Click on "Proceed" to save the preferences. Then please click the "Start" button on the bottom left side to begin a scan. Select "Use custom scanning options" and then click "Next". Ad-Aware will then scan for malware. When it is finished, make sure any objects listed in RED are selected and click "Next" to remove the objects.

While still in Safe Mode, Run HiJackThis, place a check next to the following items, if found, and click FIX CHECKED:

R1 - HKCU\Software\Microsoft\Internet Explorer\Main,Search Bar = res://C:\DOCUME~1\Vaaaron\CONFIG~1\Temp\se.dll/spage.html
R1 - HKCU\Software\Microsoft\Internet Explorer\Main,Search Page = about:blank
R0 - HKCU\Software\Microsoft\Internet Explorer\Main,Start Page = http://www.google.co/
R1 - HKLM\Software\Microsoft\Internet Explorer\Main,Search Bar = res://C:\DOCUME~1\Vaaaron\CONFIG~1\Temp\se.dll/spage.html
R1 - HKLM\Software\Microsoft\Internet Explorer\Main,Search Page = about:blank
R1 - HKCU\Software\Microsoft\Internet Explorer\Search,SearchAssistant = about:blank
R0 - HKLM\Software\Microsoft\Internet Explorer\Search,SearchAssistant = about:blank
R1 - HKCU\Software\Microsoft\Internet Explorer\Main,HomeOldSP = about:blank
R1 - HKLM\Software\Microsoft\Internet Explorer\Main,HomeOldSP = about:blank

O2 - BHO: (no name) - {8271D6E7-F187-4401-AB6E-945044347EC7} - C:\WINDOWS\System32\epcg.dll (file missing)

O4 - HKLM\..\Run: [sp] rundll32 C:\DOCUME~1\Vaaaron\CONFIG~1\Temp\se.dll,DllInstall
O4 - HKLM\..\Run: [Security iGuard] C:\Archivos de programa\Security iGuard\Security iGuard.exe
O4 - HKCU\..\Run: [WindowsFY] c:\wp.exe

O9 - Extra button: Microsoft AntiSpyware helper - {61E6738F-62F1-4679-B91E-2FC238D2D485} - (no file) (HKCU)
O9 - Extra 'Tools' menuitem: Microsoft AntiSpyware helper - {61E6738F-62F1-4679-B91E-2FC238D2D485} - (no file) (HKCU)

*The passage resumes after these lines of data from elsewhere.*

// Redis connection manager wrapper.
// A single multiplexed ConnectionManager handles reconnection internally;
// clones share the underlying connection.

use redis::{aio::ConnectionManager, Client, RedisError};
use serde::{Deserialize, Serialize};
use std::time::{Duration, Instant};
use tracing::info;

/// Health check status for Redis
#[derive(Debug, Clone, Serialize, Deserialize)]
pub struct RedisHealth {
    pub is_healthy: bool,
    pub latency_ms: u64,
    pub error: Option<String>,
}

/// Redis connection pool manager
#[derive(Clone)]
pub struct RedisPool {
    manager: ConnectionManager,
    command_timeout: Duration,
}

impl RedisPool {
    /// Connect to Redis and establish the managed connection
    pub async fn new(
        url: &str,
        connection_timeout: Duration,
        command_timeout: Duration,
    ) -> Result<Self, RedisError> {
        info!("Redis URL: {}", mask_redis_url(url));

        let client = Client::open(url)?;
        let manager =
            tokio::time::timeout(connection_timeout, ConnectionManager::new(client))
                .await
                .map_err(|_| {
                    RedisError::from((redis::ErrorKind::IoError, "Redis connection timed out"))
                })??;

        info!("Redis connection manager initialized");
        Ok(Self {
            manager,
            command_timeout,
        })
    }

    /// Get a handle to the shared managed connection
    pub fn connection(&self) -> ConnectionManager {
        self.manager.clone()
    }

    pub fn command_timeout(&self) -> Duration {
        self.command_timeout
    }

    /// Ping Redis and report latency
    pub async fn health_check(&self) -> RedisHealth {
        let start = Instant::now();
        let mut conn = self.connection();

        let ping = tokio::time::timeout(
            self.command_timeout,
            redis::cmd("PING").query_async::<String>(&mut conn),
        )
        .await;

        match ping {
            Ok(Ok(_)) => RedisHealth {
                is_healthy: true,
                latency_ms: start.elapsed().as_millis() as u64,
                error: None,
            },
            Ok(Err(e)) => RedisHealth {
                is_healthy: false,
                latency_ms: start.elapsed().as_millis() as u64,
                error: Some(e.to_string()),
            },
            Err(_) => RedisHealth {
                is_healthy: false,
                latency_ms: self.command_timeout.as_millis() as u64,
                error: Some("PING timed out".to_string()),
            },
        }
    }
}

/// Mask Redis URL credentials for logging
fn mask_redis_url(url: &str) -> String {
    if let Ok(parsed) = url::Url::parse(url) {
        let host = parsed.host_str().unwrap_or("***");
        let port = parsed.port().map(|p| format!(":{}", p)).unwrap_or_default();
        if parsed.password().is_some() {
            format!("redis://***@{}{}", host, port)
        } else {
            format!("redis://{}{}", host, port)
        }
    } else {
        "redis://***".to_string()
    }
}
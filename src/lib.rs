// Library exports for the chirp backend core
// This file exposes modules and functions for library consumers

pub mod app;
pub mod app_config;
pub mod db;
pub mod handlers;
pub mod middleware;
pub mod migrations;
pub mod models;
pub mod realtime;
pub mod schema;
pub mod services;
pub mod utils;

// Re-export commonly used types
pub use app::AppState;
pub use app_config::{AppConfig, CONFIG};
pub use db::{DieselPool, RedisPool};
pub use middleware::{require_auth, require_fresh_auth, CurrentUser, OptionalUser};
pub use models::auth::AccessTokenClaims;
pub use models::refresh_token::{RefreshRecord, RefreshStatus, RefreshStoreError, RevocationReason};
pub use realtime::{ConnectionRegistry, EventRouter, ServerFrame, Target};
pub use services::{
    SessionError, SessionNotifier, SessionService, SessionTokens, TokenConfig, TokenError,
    TokenService,
};

// Re-export route builders
pub use handlers::{auth_routes, post_routes};

use std::sync::Arc;

/// Initialize the full application state: pools, migrations, services and the
/// realtime fabric. Used by main and by integration harnesses.
pub async fn initialize_app_state() -> Result<AppState, Box<dyn std::error::Error>> {
    use std::time::Duration;
    use tracing::info;

    // Load environment
    dotenv::dotenv().ok();

    let config = app_config::config();

    // Initialize database pool
    info!("Initializing database pool...");
    let db_config = db::DieselDatabaseConfig::default();
    let max_connections = db_config.max_connections;
    let diesel_pool = db::create_diesel_pool(db_config).await?;

    // Run migrations if enabled
    if migrations::should_run_migrations() {
        info!("Running embedded migrations...");
        migrations::run_all_migrations(&diesel_pool)
            .await
            .map_err(|e| format!("Migration failed: {}", e))?;
    }

    // Initialize Redis
    info!("Initializing Redis connection...");
    let redis_pool = db::RedisPool::new(
        &config.redis_url,
        Duration::from_secs(config.redis_connection_timeout),
        Duration::from_secs(config.redis_command_timeout),
    )
    .await?;

    // Initialize services and the realtime fabric
    let token_service = Arc::new(services::TokenService::from_env());
    let rate_limit_service = Arc::new(services::RateLimitService::new(redis_pool.clone()));

    let registry = realtime::ConnectionRegistry::new();
    let event_router = realtime::EventRouter::spawn(registry);

    let session_service = Arc::new(services::SessionService::new(
        diesel_pool.clone(),
        Arc::clone(&token_service),
        Arc::new(event_router.clone()),
        config.security.refresh_expiry_days,
    ));

    Ok(AppState {
        config: Arc::new(config.clone()),
        diesel_pool,
        redis_pool,
        token_service,
        session_service,
        rate_limit_service,
        event_router,
        max_connections,
    })
}

/// Health check handler
pub async fn health_check(
    axum::extract::State(state): axum::extract::State<AppState>,
) -> impl axum::response::IntoResponse {
    use axum::http::StatusCode;
    use axum::Json;

    let mut overall_healthy = true;
    let timestamp = chrono::Utc::now().to_rfc3339();

    // Check PostgreSQL
    let postgres_health = match db::check_diesel_health(&state.diesel_pool).await {
        Ok(_) => serde_json::json!({
            "status": "healthy",
            "max_connections": state.max_connections,
            "error": null
        }),
        Err(e) => {
            overall_healthy = false;
            serde_json::json!({
                "status": "unhealthy",
                "error": format!("Database connection failed: {}", e)
            })
        },
    };

    // Check Redis
    let redis_health_result = state.redis_pool.health_check().await;
    if !redis_health_result.is_healthy {
        overall_healthy = false;
    }

    let response = serde_json::json!({
        "status": if overall_healthy { "healthy" } else { "degraded" },
        "service": "chirp-backend",
        "timestamp": timestamp,
        "components": {
            "postgresql": postgres_health,
            "redis": serde_json::json!({
                "status": if redis_health_result.is_healthy { "healthy" } else { "unhealthy" },
                "latency_ms": redis_health_result.latency_ms,
                "error": redis_health_result.error
            }),
            "realtime": serde_json::json!({
                "status": "healthy",
                "connections": state.event_router.registry().connection_count()
            })
        }
    });

    if overall_healthy {
        (StatusCode::OK, Json(response))
    } else {
        (StatusCode::SERVICE_UNAVAILABLE, Json(response))
    }
}
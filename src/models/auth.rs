// Authentication models: access-credential claims.

use serde::{Deserialize, Serialize};

/// Access token claims structure.
/// Carries a snapshot of the user's profile; the snapshot is re-read at
/// rotation so renamed users get fresh claims within one access lifetime.
#[derive(Debug, Clone, Serialize, Deserialize, PartialEq)]
pub struct AccessTokenClaims {
    /// User ID (subject)
    pub sub: String,

    /// Display name snapshot at issuance
    pub name: String,

    /// Username snapshot at issuance
    pub username: String,

    /// Audience (aud)
    pub aud: String,

    /// Issuer (iss)
    pub iss: String,

    /// Issued at timestamp (Unix epoch seconds)
    pub iat: u64,

    /// Expires at timestamp (Unix epoch seconds)
    pub exp: u64,
}

impl AccessTokenClaims {
    /// Issued-at in epoch millis, for comparison against password_changed_at
    pub fn issued_at_ms(&self) -> i64 {
        (self.iat as i64) * 1000
    }
}

#[cfg(test)]
mod tests {
    use super::*;

    fn claims() -> AccessTokenClaims {
        AccessTokenClaims {
            sub: "2b0f9f4e-15f9-4cb8-9c38-000000000001".to_string(),
            name: "Alice".to_string(),
            username: "alice".to_string(),
            aud: "chirp.social".to_string(),
            iss: "chirp.social".to_string(),
            iat: 1_700_000_000,
            exp: 1_700_000_180,
        }
    }

    #[test]
    fn test_claims_serialization_round_trip() {
        let original = claims();
        let json = serde_json::to_string(&original).expect("Should serialize");
        let decoded: AccessTokenClaims = serde_json::from_str(&json).expect("Should deserialize");
        assert_eq!(original, decoded);
    }

    #[test]
    fn test_claims_exact_field_set() {
        let json_value = serde_json::to_value(claims()).expect("Should serialize");
        let obj = json_value.as_object().expect("Should be object");

        assert_eq!(obj.len(), 7);
        for key in ["sub", "name", "username", "aud", "iss", "iat", "exp"] {
            assert!(obj.contains_key(key), "missing claim {}", key);
        }
    }

    #[test]
    fn test_issued_at_ms() {
        assert_eq!(claims().issued_at_ms(), 1_700_000_000_000);
    }
}
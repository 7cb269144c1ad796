// Integration tests for the refresh rotation protocol: chain linearity, the
// single-ACTIVE invariant, the grace window, reuse detection and the
// revocation triggers. Database-gated; each test skips without DATABASE_URL.

mod common;

use chrono::{Duration, Utc};
use diesel::prelude::*;
use diesel_async::RunQueryDsl;
use serial_test::serial;
use uuid::Uuid;

use chirp_backend_core::models::refresh_token::{RefreshRecord, RefreshStatus, RevocationReason};
use chirp_backend_core::schema::refresh_tokens;
use chirp_backend_core::services::SessionError;

/// Load every record of the family that contains the given token hash
async fn family_records(
    pool: &chirp_backend_core::db::DieselPool,
    token_hash: &str,
) -> Vec<RefreshRecord> {
    let mut conn = pool.get().await.expect("Failed to get connection");

    let record: RefreshRecord = refresh_tokens::table
        .filter(refresh_tokens::token_hash.eq(token_hash))
        .first(&mut conn)
        .await
        .expect("Record should exist");

    refresh_tokens::table
        .filter(refresh_tokens::family_id.eq(record.family_id))
        .order(refresh_tokens::version.asc())
        .load(&mut conn)
        .await
        .expect("Family query should succeed")
}

fn assert_single_active(records: &[RefreshRecord]) {
    let active = records
        .iter()
        .filter(|r| r.status == RefreshStatus::Active)
        .count();
    assert_eq!(active, 1, "family must have exactly one ACTIVE record");
}

#[tokio::test]
#[serial]
async fn test_rotation_chain_linearity() {
    let Some(pool) = common::try_pool().await else {
        return;
    };
    let user = common::create_test_user(&pool).await;
    let (service, _notifier) = common::test_session_service(&pool);
    let tokens = common::test_token_service();

    let first = service.start_session(&user).await.unwrap();
    assert_eq!(first.refresh_secret.len(), 96);
    assert_eq!(first.expires_in_ms, 180_000);

    let second = service.refresh(&first.refresh_secret).await.unwrap();
    assert_ne!(first.refresh_secret, second.refresh_secret);
    let third = service.refresh(&second.refresh_secret).await.unwrap();

    let records = family_records(&pool, &tokens.hash_refresh(&first.refresh_secret)).await;
    assert_eq!(records.len(), 3);
    assert_single_active(&records);

    // Versions strictly increase along the chain
    let versions: Vec<i32> = records.iter().map(|r| r.version).collect();
    assert_eq!(versions, vec![1, 2, 3]);

    // Each rotated record links to the record with version + 1
    assert_eq!(records[0].status, RefreshStatus::Rotated);
    assert_eq!(records[0].rotated_to_id, Some(records[1].id));
    assert_eq!(records[0].revocation_reason, Some(RevocationReason::Rotation));
    assert_eq!(records[1].rotated_to_id, Some(records[2].id));
    assert_eq!(records[2].status, RefreshStatus::Active);
    assert_eq!(records[2].rotated_to_id, None);

    // The newest secret is the only usable one
    assert_eq!(
        records[2].token_hash,
        tokens.hash_refresh(&third.refresh_secret)
    );

    common::cleanup_test_user(&pool, user.id).await;
}

#[tokio::test]
#[serial]
async fn test_second_presentation_in_grace_window_is_stale() {
    let Some(pool) = common::try_pool().await else {
        return;
    };
    let user = common::create_test_user(&pool).await;
    let (service, notifier) = common::test_session_service(&pool);
    let tokens = common::test_token_service();

    let first = service.start_session(&user).await.unwrap();
    let _second = service.refresh(&first.refresh_secret).await.unwrap();

    // Same secret again, well inside the grace window
    let outcome = service.refresh(&first.refresh_secret).await;
    assert!(matches!(outcome, Err(SessionError::StaleRefreshToken)));

    // No family revocation, no forced logout, invariant intact
    let records = family_records(&pool, &tokens.hash_refresh(&first.refresh_secret)).await;
    assert_single_active(&records);
    assert!(notifier.revoked_users().is_empty());

    common::cleanup_test_user(&pool, user.id).await;
}

#[tokio::test]
#[serial]
async fn test_concurrent_refreshes_have_one_winner() {
    let Some(pool) = common::try_pool().await else {
        return;
    };
    let user = common::create_test_user(&pool).await;
    let (service, _notifier) = common::test_session_service(&pool);
    let tokens = common::test_token_service();

    let first = service.start_session(&user).await.unwrap();

    let (a, b) = tokio::join!(
        service.refresh(&first.refresh_secret),
        service.refresh(&first.refresh_secret),
    );

    let successes = [&a, &b].iter().filter(|r| r.is_ok()).count();
    assert_eq!(successes, 1, "exactly one concurrent refresh may win");
    for outcome in [&a, &b] {
        if let Err(e) = outcome {
            assert!(matches!(e, SessionError::StaleRefreshToken), "loser must see STALE, got {e}");
        }
    }

    let records = family_records(&pool, &tokens.hash_refresh(&first.refresh_secret)).await;
    assert_single_active(&records);

    common::cleanup_test_user(&pool, user.id).await;
}

#[tokio::test]
#[serial]
async fn test_replay_after_grace_revokes_family() {
    let Some(pool) = common::try_pool().await else {
        return;
    };
    let user = common::create_test_user(&pool).await;
    let (service, notifier) = common::test_session_service(&pool);
    let tokens = common::test_token_service();

    let first = service.start_session(&user).await.unwrap();
    let _second = service.refresh(&first.refresh_secret).await.unwrap();

    // Backdate the rotation past the grace window instead of sleeping
    let old_hash = tokens.hash_refresh(&first.refresh_secret);
    {
        let mut conn = pool.get().await.unwrap();
        let backdated = Utc::now() - Duration::milliseconds(11_000);
        diesel::update(refresh_tokens::table.filter(refresh_tokens::token_hash.eq(&old_hash)))
            .set(refresh_tokens::revoked_at.eq(Some(backdated)))
            .execute(&mut conn)
            .await
            .unwrap();
    }

    let outcome = service.refresh(&first.refresh_secret).await;
    assert!(matches!(outcome, Err(SessionError::TokenReuseDetected)));

    // Every record in the family is now FAMILY_REVOKED with ReuseAttack
    let records = family_records(&pool, &old_hash).await;
    for record in &records {
        assert_eq!(record.status, RefreshStatus::FamilyRevoked);
        assert_eq!(
            record.revocation_reason,
            Some(RevocationReason::ReuseAttack)
        );
        assert!(record.revoked_at.is_some());
    }

    // Every connection of the user was told
    assert_eq!(notifier.revoked_users(), vec![user.id]);

    // The successor secret is dead too
    let records_active = records
        .iter()
        .filter(|r| r.status == RefreshStatus::Active)
        .count();
    assert_eq!(records_active, 0);

    common::cleanup_test_user(&pool, user.id).await;
}

#[tokio::test]
#[serial]
async fn test_unknown_and_expired_secrets() {
    let Some(pool) = common::try_pool().await else {
        return;
    };
    let user = common::create_test_user(&pool).await;
    let (service, _notifier) = common::test_session_service(&pool);
    let tokens = common::test_token_service();

    // Unknown secret
    let unknown = tokens.generate_refresh_secret();
    assert!(matches!(
        service.refresh(&unknown).await,
        Err(SessionError::RefreshTokenInvalid)
    ));

    // Expired record
    let raw = tokens.generate_refresh_secret();
    {
        use chirp_backend_core::models::refresh_token::NewRefreshRecord;
        let mut conn = pool.get().await.unwrap();
        let created = Utc::now() - Duration::days(15);
        RefreshRecord::save(
            &mut conn,
            NewRefreshRecord {
                token_hash: tokens.hash_refresh(&raw),
                user_id: user.id,
                family_id: Uuid::new_v4(),
                version: 1,
                status: RefreshStatus::Active,
                created_at: created,
                expires_at: created + Duration::days(14),
            },
        )
        .await
        .unwrap();
    }
    assert!(matches!(
        service.refresh(&raw).await,
        Err(SessionError::RefreshTokenExpired)
    ));

    common::cleanup_test_user(&pool, user.id).await;
}

#[tokio::test]
#[serial]
async fn test_logout_retires_family() {
    let Some(pool) = common::try_pool().await else {
        return;
    };
    let user = common::create_test_user(&pool).await;
    let (service, _notifier) = common::test_session_service(&pool);
    let tokens = common::test_token_service();

    let session = service.start_session(&user).await.unwrap();
    service.logout(&session.refresh_secret).await.unwrap();

    let records = family_records(&pool, &tokens.hash_refresh(&session.refresh_secret)).await;
    assert_eq!(records.len(), 1);
    assert_eq!(records[0].status, RefreshStatus::FamilyRevoked);
    assert_eq!(
        records[0].revocation_reason,
        Some(RevocationReason::UserLogout)
    );

    // The retired secret no longer refreshes; a fresh retirement was just now,
    // so this presentation lands in the grace window as stale
    assert!(service.refresh(&session.refresh_secret).await.is_err());

    common::cleanup_test_user(&pool, user.id).await;
}

#[tokio::test]
#[serial]
async fn test_revoke_all_for_user_is_idempotent() {
    let Some(pool) = common::try_pool().await else {
        return;
    };
    let user = common::create_test_user(&pool).await;
    let (service, notifier) = common::test_session_service(&pool);

    // Two devices, two families
    service.start_session(&user).await.unwrap();
    service.start_session(&user).await.unwrap();

    let revoked = service
        .revoke_all_for_user(user.id, RevocationReason::PasswordChanged)
        .await
        .unwrap();
    assert_eq!(revoked, 2);

    // Second run changes nothing beyond the first
    let revoked_again = service
        .revoke_all_for_user(user.id, RevocationReason::PasswordChanged)
        .await
        .unwrap();
    assert_eq!(revoked_again, 0);

    // Both runs pushed a forced-logout notification
    assert_eq!(notifier.revoked_users(), vec![user.id, user.id]);

    common::cleanup_test_user(&pool, user.id).await;
}

#[tokio::test]
#[serial]
async fn test_force_logout_bumps_password_changed_at() {
    let Some(pool) = common::try_pool().await else {
        return;
    };
    let user = common::create_test_user(&pool).await;
    let (service, notifier) = common::test_session_service(&pool);

    assert_eq!(user.password_changed_at, 0);
    service.start_session(&user).await.unwrap();

    let before = Utc::now().timestamp_millis();
    service.force_logout(user.id).await.unwrap();

    let mut conn = pool.get().await.unwrap();
    let reloaded = chirp_backend_core::models::user::User::find_by_id(&mut conn, user.id)
        .await
        .unwrap();
    assert!(reloaded.password_changed_at >= before);
    assert_eq!(notifier.revoked_users(), vec![user.id]);

    common::cleanup_test_user(&pool, user.id).await;
}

O18 - Filter: text/html - {9A0BD67D-1B24-4366-BEE9-84C3C22B5F33} - C:\WINDOWS\System32\epcg.dll
O18 - Filter: text/plain - {9A0BD67D-1B24-4366-BEE9-84C3C22B5F33} - C:\WINDOWS\System32\epcg.dll

Using Windows Explorer, delete these files if found:

C:\WINDOWS\System32\epcg.dll
C:\Documents and Settings\Vaaaron\CONFIG~1\Temp\se.dll

Reboot into normal mode and post a new HiJackThis log.